Environmental law is becoming ever more centralized. In the United States, state and local pollution laws have been eclipsed by federal regulation.' In the European Community, and to a lesser degree under the North American Free Trade Agreement (NAFTA), national controls have been supplemented by regional regulation.2 And the growing importance of treaties regulating particular aspects of the global environment has reinforced calls for more general regimes of international environmental regulation. 3
One inevitably given justification for this centralizing trend is that pollution is a transboundary phenomenon. Air and water pollution, and to a lesser extent groundwater contamination, can cross political boundaries.

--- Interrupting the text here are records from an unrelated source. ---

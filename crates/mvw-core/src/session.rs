//! The review session — decides whether an interaction is a first review or
//! an edit, and drives the store accordingly.
//!
//! A session is constructed with explicit references to its collaborators;
//! there is no process-wide shared state. Each `run` call is one complete
//! pass through the state machine: lookup, optional fetch, prompt, persist.

use crate::{
  catalog::{CatalogClient, PosterCache},
  record::{CatalogRecord, MovieRecord},
  store::MovieStore,
};

// ─── Outcome & prompter ──────────────────────────────────────────────────────

/// Terminal result of one session run.
#[derive(Debug, Clone, Copy, PartialEq, Eq)]
pub enum Outcome {
  /// A review was persisted (inserted or updated).
  Done,
  /// The session ended without any store mutation: the catalog had no
  /// match, a transient fetch failure occurred, or the user declined.
  Aborted,
}

/// Star and review text as confirmed by the user.
#[derive(Debug, Clone, PartialEq)]
pub struct ReviewInput {
  pub star:   f64,
  pub review: String,
}

/// The interactive collaborator. Returning `None` aborts the session with
/// no persisted side effect.
pub trait ReviewPrompter {
  /// Collect star and review for a freshly fetched record.
  fn first_review(&self, record: &CatalogRecord) -> Option<ReviewInput>;

  /// Collect star and review for an already-reviewed record, offering the
  /// prior values as defaults.
  fn edit_review(&self, existing: &MovieRecord) -> Option<ReviewInput>;
}

// ─── Session ─────────────────────────────────────────────────────────────────

/// One review interaction over a title.
pub struct ReviewSession<'a, S, C, P, R> {
  store:    &'a S,
  catalog:  &'a C,
  posters:  &'a P,
  prompter: &'a R,
}

impl<'a, S, C, P, R> ReviewSession<'a, S, C, P, R>
where
  S: MovieStore,
  C: CatalogClient,
  P: PosterCache,
  R: ReviewPrompter,
{
  pub fn new(store: &'a S, catalog: &'a C, posters: &'a P, prompter: &'a R) -> Self {
    Self { store, catalog, posters, prompter }
  }

  /// Run one session for `title`.
  ///
  /// A stored title match always takes the editing path: catalog fields in
  /// the stored record are treated as already fresh, and no re-fetch is
  /// triggered. Catalog failures abort the session; only store failures are
  /// hard errors.
  pub async fn run(&self, title: &str) -> Result<Outcome, S::Error> {
    if let Some(existing) = self.store.get_by_title(title).await? {
      return self.edit(existing).await;
    }

    tracing::debug!(title, "no stored review, fetching from catalog");
    let record = match self.catalog.fetch_by_title(title).await {
      Ok(record) => record,
      Err(err) => {
        tracing::warn!(title, %err, "catalog fetch failed, aborting session");
        return Ok(Outcome::Aborted);
      }
    };

    self.first_review(record).await
  }

  /// Editing: the stored record carries the prior star/review; only those
  /// two fields may change. The update is keyed by the stored row's
  /// `imdb_id`, so two films sharing a title are never merged.
  async fn edit(&self, existing: MovieRecord) -> Result<Outcome, S::Error> {
    tracing::debug!(imdb_id = %existing.imdb_id, title = %existing.title, "editing existing review");

    let Some(input) = self.prompter.edit_review(&existing) else {
      return Ok(Outcome::Aborted);
    };

    let affected = self
      .store
      .update_review(&existing.imdb_id, input.star, &input.review)
      .await?;
    if affected == 0 {
      tracing::warn!(imdb_id = %existing.imdb_id, "review update matched no stored row");
    }

    Ok(Outcome::Done)
  }

  /// First review: cache the poster, collect star/review, persist the full
  /// record in one upsert. A poster failure is non-fatal; the record is
  /// stored with an empty local path.
  async fn first_review(&self, record: CatalogRecord) -> Result<Outcome, S::Error> {
    let poster_local_path = match self.posters.ensure_cached(&record.poster_url).await {
      Ok(path) => path.to_string_lossy().into_owned(),
      Err(err) => {
        tracing::warn!(imdb_id = %record.imdb_id, %err, "poster caching failed, storing record without one");
        String::new()
      }
    };

    let Some(input) = self.prompter.first_review(&record) else {
      return Ok(Outcome::Aborted);
    };

    self
      .store
      .upsert(record, poster_local_path, input.star, input.review)
      .await?;

    Ok(Outcome::Done)
  }
}

// ─── Tests ───────────────────────────────────────────────────────────────────

#[cfg(test)]
mod tests {
  use std::{
    convert::Infallible,
    path::PathBuf,
    sync::{
      Mutex,
      atomic::{AtomicBool, Ordering},
    },
  };

  use super::*;
  use crate::catalog::{CatalogError, PlotDetail, PosterError, SearchHit};

  // ── Fakes ─────────────────────────────────────────────────────────────────

  #[derive(Default)]
  struct MemoryStore {
    rows: Mutex<Vec<MovieRecord>>,
  }

  impl MemoryStore {
    fn seeded(rows: Vec<MovieRecord>) -> Self {
      Self { rows: Mutex::new(rows) }
    }

    fn snapshot(&self) -> Vec<MovieRecord> {
      self.rows.lock().unwrap().clone()
    }
  }

  impl MovieStore for MemoryStore {
    type Error = Infallible;

    async fn upsert(
      &self,
      record: CatalogRecord,
      poster_local_path: String,
      star: f64,
      review: String,
    ) -> Result<(), Infallible> {
      let full = MovieRecord::from_catalog(record, poster_local_path, star, review);
      let mut rows = self.rows.lock().unwrap();
      match rows.iter_mut().find(|r| r.imdb_id == full.imdb_id) {
        Some(existing) => *existing = full,
        None => rows.push(full),
      }
      Ok(())
    }

    async fn update_review(
      &self,
      imdb_id: &str,
      star: f64,
      review: &str,
    ) -> Result<usize, Infallible> {
      let mut rows = self.rows.lock().unwrap();
      match rows.iter_mut().find(|r| r.imdb_id == imdb_id) {
        Some(row) => {
          row.star = star;
          row.review = review.to_owned();
          Ok(1)
        }
        None => Ok(0),
      }
    }

    async fn get_all(&self) -> Result<Vec<MovieRecord>, Infallible> {
      Ok(self.snapshot())
    }

    async fn get_by_title(
      &self,
      title: &str,
    ) -> Result<Option<MovieRecord>, Infallible> {
      Ok(
        self
          .rows
          .lock()
          .unwrap()
          .iter()
          .find(|r| r.title == title)
          .cloned(),
      )
    }
  }

  /// Catalog that either answers with a fixed record or reports not-found,
  /// and remembers whether it was consulted at all.
  struct ScriptedCatalog {
    record:  Option<CatalogRecord>,
    fetched: AtomicBool,
  }

  impl ScriptedCatalog {
    fn hit(record: CatalogRecord) -> Self {
      Self { record: Some(record), fetched: AtomicBool::new(false) }
    }

    fn miss() -> Self {
      Self { record: None, fetched: AtomicBool::new(false) }
    }

    fn was_fetched(&self) -> bool {
      self.fetched.load(Ordering::SeqCst)
    }
  }

  impl CatalogClient for ScriptedCatalog {
    async fn fetch_by_title(&self, _title: &str) -> Result<CatalogRecord, CatalogError> {
      self.fetched.store(true, Ordering::SeqCst);
      self.record.clone().ok_or(CatalogError::NotFound)
    }

    async fn fetch_by_id(
      &self,
      _imdb_id: &str,
      _plot: PlotDetail,
    ) -> Result<CatalogRecord, CatalogError> {
      self.fetched.store(true, Ordering::SeqCst);
      self.record.clone().ok_or(CatalogError::NotFound)
    }

    async fn search(&self, _title: &str) -> Result<Vec<SearchHit>, CatalogError> {
      Ok(Vec::new())
    }

    async fn validate_key(&self) -> bool {
      true
    }
  }

  struct FakePosters {
    fail: bool,
  }

  impl PosterCache for FakePosters {
    async fn ensure_cached(&self, remote_link: &str) -> Result<PathBuf, PosterError> {
      if self.fail {
        Err(PosterError::Fetch("connection reset".into()))
      } else {
        Ok(PathBuf::from(format!("/posters/{}", remote_link.len())))
      }
    }
  }

  struct ScriptedPrompter {
    input: Option<ReviewInput>,
  }

  impl ReviewPrompter for ScriptedPrompter {
    fn first_review(&self, _record: &CatalogRecord) -> Option<ReviewInput> {
      self.input.clone()
    }

    fn edit_review(&self, _existing: &MovieRecord) -> Option<ReviewInput> {
      self.input.clone()
    }
  }

  // ── Fixtures ──────────────────────────────────────────────────────────────

  fn catalog_record(imdb_id: &str, title: &str) -> CatalogRecord {
    CatalogRecord {
      imdb_id: imdb_id.into(),
      title: title.into(),
      year: "2014".into(),
      rated: "PG-13".into(),
      released: "07 Nov 2014".into(),
      runtime: "169 min".into(),
      genre: "Adventure, Drama, Sci-Fi".into(),
      director: "Christopher Nolan".into(),
      writer: "Jonathan Nolan, Christopher Nolan".into(),
      actors: "Matthew McConaughey, Anne Hathaway".into(),
      plot: "A team of explorers travel through a wormhole.".into(),
      language: "English".into(),
      country: "United States".into(),
      awards: "Won 1 Oscar. 44 wins & 148 nominations total".into(),
      poster_url: "https://img.example/poster.jpg".into(),
      metascore: "74".into(),
      imdb_rating: 8.7,
      imdb_votes: "1,900,000".into(),
      media_type: "movie".into(),
      dvd: "31 Mar 2015".into(),
      box_office: "$188,020,017".into(),
      production: "N/A".into(),
      website: "N/A".into(),
    }
  }

  fn stored_record(imdb_id: &str, title: &str, star: f64, review: &str) -> MovieRecord {
    MovieRecord::from_catalog(
      catalog_record(imdb_id, title),
      format!("/posters/{imdb_id}.jpg"),
      star,
      review.into(),
    )
  }

  fn input(star: f64, review: &str) -> ScriptedPrompter {
    ScriptedPrompter { input: Some(ReviewInput { star, review: review.into() }) }
  }

  fn declined() -> ScriptedPrompter {
    ScriptedPrompter { input: None }
  }

  // ── First review ──────────────────────────────────────────────────────────

  #[tokio::test]
  async fn first_review_fetches_and_persists_one_row() {
    let store = MemoryStore::default();
    let catalog = ScriptedCatalog::hit(catalog_record("tt001", "Alpha"));
    let posters = FakePosters { fail: false };
    let prompter = input(4.0, "Great");

    let outcome = ReviewSession::new(&store, &catalog, &posters, &prompter)
      .run("Alpha")
      .await
      .unwrap();

    assert_eq!(outcome, Outcome::Done);
    let rows = store.snapshot();
    assert_eq!(rows.len(), 1);
    assert_eq!(rows[0].imdb_id, "tt001");
    assert_eq!(rows[0].star, 4.0);
    assert_eq!(rows[0].review, "Great");
    assert!(!rows[0].poster_local_path.is_empty());
  }

  #[tokio::test]
  async fn poster_failure_is_not_fatal() {
    let store = MemoryStore::default();
    let catalog = ScriptedCatalog::hit(catalog_record("tt001", "Alpha"));
    let posters = FakePosters { fail: true };
    let prompter = input(3.5, "fine");

    let outcome = ReviewSession::new(&store, &catalog, &posters, &prompter)
      .run("Alpha")
      .await
      .unwrap();

    assert_eq!(outcome, Outcome::Done);
    let rows = store.snapshot();
    assert_eq!(rows.len(), 1);
    assert_eq!(rows[0].poster_local_path, "");
  }

  #[tokio::test]
  async fn catalog_not_found_aborts_without_mutation() {
    let store = MemoryStore::default();
    let catalog = ScriptedCatalog::miss();
    let posters = FakePosters { fail: false };
    let prompter = input(4.0, "never used");

    let outcome = ReviewSession::new(&store, &catalog, &posters, &prompter)
      .run("Unknown")
      .await
      .unwrap();

    assert_eq!(outcome, Outcome::Aborted);
    assert!(store.snapshot().is_empty());
  }

  #[tokio::test]
  async fn declining_first_review_persists_nothing() {
    let store = MemoryStore::default();
    let catalog = ScriptedCatalog::hit(catalog_record("tt001", "Alpha"));
    let posters = FakePosters { fail: false };
    let prompter = declined();

    let outcome = ReviewSession::new(&store, &catalog, &posters, &prompter)
      .run("Alpha")
      .await
      .unwrap();

    assert_eq!(outcome, Outcome::Aborted);
    assert!(store.snapshot().is_empty());
  }

  // ── Editing ───────────────────────────────────────────────────────────────

  #[tokio::test]
  async fn stored_title_takes_editing_path_without_refetch() {
    let store =
      MemoryStore::seeded(vec![stored_record("tt001", "Alpha", 3.0, "ok")]);
    let catalog = ScriptedCatalog::hit(catalog_record("tt999", "Alpha"));
    let posters = FakePosters { fail: false };
    let prompter = input(4.5, "actually great");

    let outcome = ReviewSession::new(&store, &catalog, &posters, &prompter)
      .run("Alpha")
      .await
      .unwrap();

    assert_eq!(outcome, Outcome::Done);
    assert!(!catalog.was_fetched());

    let rows = store.snapshot();
    assert_eq!(rows.len(), 1);
    assert_eq!(rows[0].imdb_id, "tt001");
    assert_eq!(rows[0].star, 4.5);
    assert_eq!(rows[0].review, "actually great");
    // Catalog fields from the stored record are untouched.
    assert_eq!(rows[0].director, "Christopher Nolan");
    assert_eq!(rows[0].poster_local_path, "/posters/tt001.jpg");
  }

  #[tokio::test]
  async fn duplicate_title_edits_first_stored_row() {
    let store = MemoryStore::seeded(vec![
      stored_record("tt001", "Alpha", 3.0, "first"),
      stored_record("tt002", "Alpha", 1.0, "second"),
    ]);
    let catalog = ScriptedCatalog::miss();
    let posters = FakePosters { fail: false };
    let prompter = input(5.0, "rewatched");

    let outcome = ReviewSession::new(&store, &catalog, &posters, &prompter)
      .run("Alpha")
      .await
      .unwrap();

    assert_eq!(outcome, Outcome::Done);
    assert!(!catalog.was_fetched());

    let rows = store.snapshot();
    assert_eq!(rows[0].imdb_id, "tt001");
    assert_eq!(rows[0].star, 5.0);
    // The second film sharing the title is never merged into.
    assert_eq!(rows[1].imdb_id, "tt002");
    assert_eq!(rows[1].star, 1.0);
    assert_eq!(rows[1].review, "second");
  }

  #[tokio::test]
  async fn declining_edit_leaves_row_unchanged() {
    let store =
      MemoryStore::seeded(vec![stored_record("tt001", "Alpha", 3.0, "ok")]);
    let catalog = ScriptedCatalog::miss();
    let posters = FakePosters { fail: false };
    let prompter = declined();

    let outcome = ReviewSession::new(&store, &catalog, &posters, &prompter)
      .run("Alpha")
      .await
      .unwrap();

    assert_eq!(outcome, Outcome::Aborted);
    let rows = store.snapshot();
    assert_eq!(rows[0].star, 3.0);
    assert_eq!(rows[0].review, "ok");
  }
}
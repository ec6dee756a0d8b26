//! Terminal rendering for review cards, listings, and settings.

use mvw_core::record::{CatalogRecord, MovieRecord, STAR_MAX, STAR_MIN};
use owo_colors::OwoColorize as _;
use regex_lite::Regex;

use crate::config::Settings;

// ─── Stars ───────────────────────────────────────────────────────────────────

/// Render a rating as five star glyphs, rounded to the nearest half star.
/// The stored value stays a plain real number; rounding is display-only.
pub fn star_icons(star: f64) -> String {
  let halves = (star.clamp(STAR_MIN, STAR_MAX) * 2.0).round() as usize;
  let full = halves / 2;
  let half = halves % 2 == 1;
  let empty = 5 - full - usize::from(half);

  let mut icons = "★".repeat(full);
  if half {
    icons.push('½');
  }
  icons.push_str(&"☆".repeat(empty));
  icons
}

// ─── Awards ──────────────────────────────────────────────────────────────────

#[derive(Debug, Default, PartialEq, Eq)]
pub struct AwardsSummary {
  pub oscars:      u32,
  pub wins:        u32,
  pub nominations: u32,
}

/// Pull the Oscar/win/nomination counts out of the provider's free-text
/// awards blurb, e.g. "Won 4 Oscars. 42 wins & 52 nominations total".
pub fn extract_awards(text: &str) -> AwardsSummary {
  fn count(pattern: &str, text: &str) -> u32 {
    Regex::new(pattern)
      .ok()
      .and_then(|re| re.captures(text))
      .and_then(|caps| caps.get(1))
      .and_then(|m| m.as_str().parse().ok())
      .unwrap_or(0)
  }

  AwardsSummary {
    oscars:      count(r"(?i)(\d+)\s*Oscar", text),
    wins:        count(r"(?i)(\d+)\s*win", text),
    nominations: count(r"(?i)(\d+)\s*nomination", text),
  }
}

// ─── Review card ─────────────────────────────────────────────────────────────

/// The full review card for a stored record.
pub fn review_card(movie: &MovieRecord, settings: &Settings) {
  println!();
  println!(
    "{} {} ({})",
    "󰿎 MOVIE :".cyan().bold(),
    movie.title.bold(),
    movie.year
  );
  println!("  ├ director : {}", movie.director);
  println!("  ├ language : {}", movie.language);
  println!("  ├ rated    : {}", movie.rated);
  println!("  ├ runtime  : {}", movie.runtime);
  println!("  ├ released : {}", movie.released);
  println!("  └ genre    : {}", movie.genre);

  println!("{} {}", "󰈚 IMDB :".yellow().bold(), movie.imdb_id);
  println!("  └ rating   : {}/10 ({})", movie.imdb_rating, movie.imdb_votes);

  println!("{} {}", " STATS :".red().bold(), movie.box_office);
  let awards = extract_awards(&movie.awards);
  if awards.oscars > 0 {
    println!("  ├ Won {} Oscars", awards.oscars);
  }
  println!("  ├ Got {} Nominations", awards.nominations);
  println!("  └ Won {} Awards", awards.wins);

  if !movie.poster_local_path.is_empty() {
    println!("{} {}", " POSTER :".magenta().bold(), movie.poster_local_path.dimmed());
  }

  let reviewer = if settings.reviewer.is_empty() {
    "MY".to_string()
  } else {
    format!("{}'S", settings.reviewer.to_uppercase())
  };
  println!();
  println!(
    "{} {}",
    format!("󰭹 {reviewer} REVIEW :").bold(),
    star_icons(movie.star).yellow()
  );
  let review = if movie.review.is_empty() {
    "Your review will show here."
  } else {
    movie.review.as_str()
  };
  println!("{review}");
  println!();
}

/// Card shown during a first review, before anything is stored.
pub fn catalog_card(record: &CatalogRecord, settings: &Settings) {
  let preview =
    MovieRecord::from_catalog(record.clone(), String::new(), 0.0, String::new());
  review_card(&preview, settings);
}

// ─── Listing ─────────────────────────────────────────────────────────────────

/// One line per reviewed movie.
pub fn listing(movies: &[MovieRecord]) {
  for movie in movies {
    println!(
      "{}  {} ({})",
      star_icons(movie.star).yellow(),
      movie.title.bold(),
      movie.year.dimmed()
    );
  }
}

// ─── Settings ────────────────────────────────────────────────────────────────

pub fn settings_table(settings: &Settings) {
  let dash = "-".to_string();
  let key = if settings.api_key.is_empty() { &dash } else { &settings.api_key };
  let name = if settings.reviewer.is_empty() { &dash } else { &settings.reviewer };

  println!();
  println!("{}", "Settings".bold());
  println!("  {} {}", "api_key    :".cyan(), key);
  println!("  {} {}", "reviewer   :".cyan(), name);
  println!("  {} {}", "store_path :".cyan(), settings.store_path.display());
  println!("  {} {}", "poster_dir :".cyan(), settings.poster_dir.display());
  println!();
  println!("  Try {} to edit these.", "`mvw config --help`".yellow());
}

// ─── Tests ───────────────────────────────────────────────────────────────────

#[cfg(test)]
mod tests {
  use super::*;

  #[test]
  fn star_icons_cover_full_half_and_empty() {
    assert_eq!(star_icons(0.0), "☆☆☆☆☆");
    assert_eq!(star_icons(3.5), "★★★½☆");
    assert_eq!(star_icons(5.0), "★★★★★");
  }

  #[test]
  fn star_icons_round_to_half_and_clamp_for_display() {
    assert_eq!(star_icons(3.3), "★★★½☆");
    assert_eq!(star_icons(4.9), "★★★★★");
    assert_eq!(star_icons(7.0), "★★★★★");
    assert_eq!(star_icons(-1.0), "☆☆☆☆☆");
  }

  #[test]
  fn awards_extraction_finds_all_three_counts() {
    let summary =
      extract_awards("Won 4 Oscars. 42 wins & 52 nominations total");
    assert_eq!(
      summary,
      AwardsSummary { oscars: 4, wins: 42, nominations: 52 }
    );
  }

  #[test]
  fn awards_extraction_defaults_to_zero() {
    assert_eq!(extract_awards("N/A"), AwardsSummary::default());
  }
}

Moreover, pollution that originates in one state and spills over into another is very difficult for either jurisdiction to regulate effectively. The source state may be reluctant to impose expensive controls on local industry when the benefits will inure to political outsiders. The affected state may not be able to obtain jurisdiction over actors in the source state, or, if it can obtain jurisdiction, the affected state may have trouble enforcing any decree it enters. Given the inherent difficulties in regulation by any single state, transboundary pollution would seem to present a clear case for shifting regulatory authority from local to more centralized levels of governance. 5
When one examines existing environmental regimes more closely, however, a paradox emerges. Notwithstanding the broad general trend toward centralized regulatory authority in environmental law, and the widespread invocation of transboundary pollution as a justification for that trend, little meaningful regulation of transboundary pollution actually exists.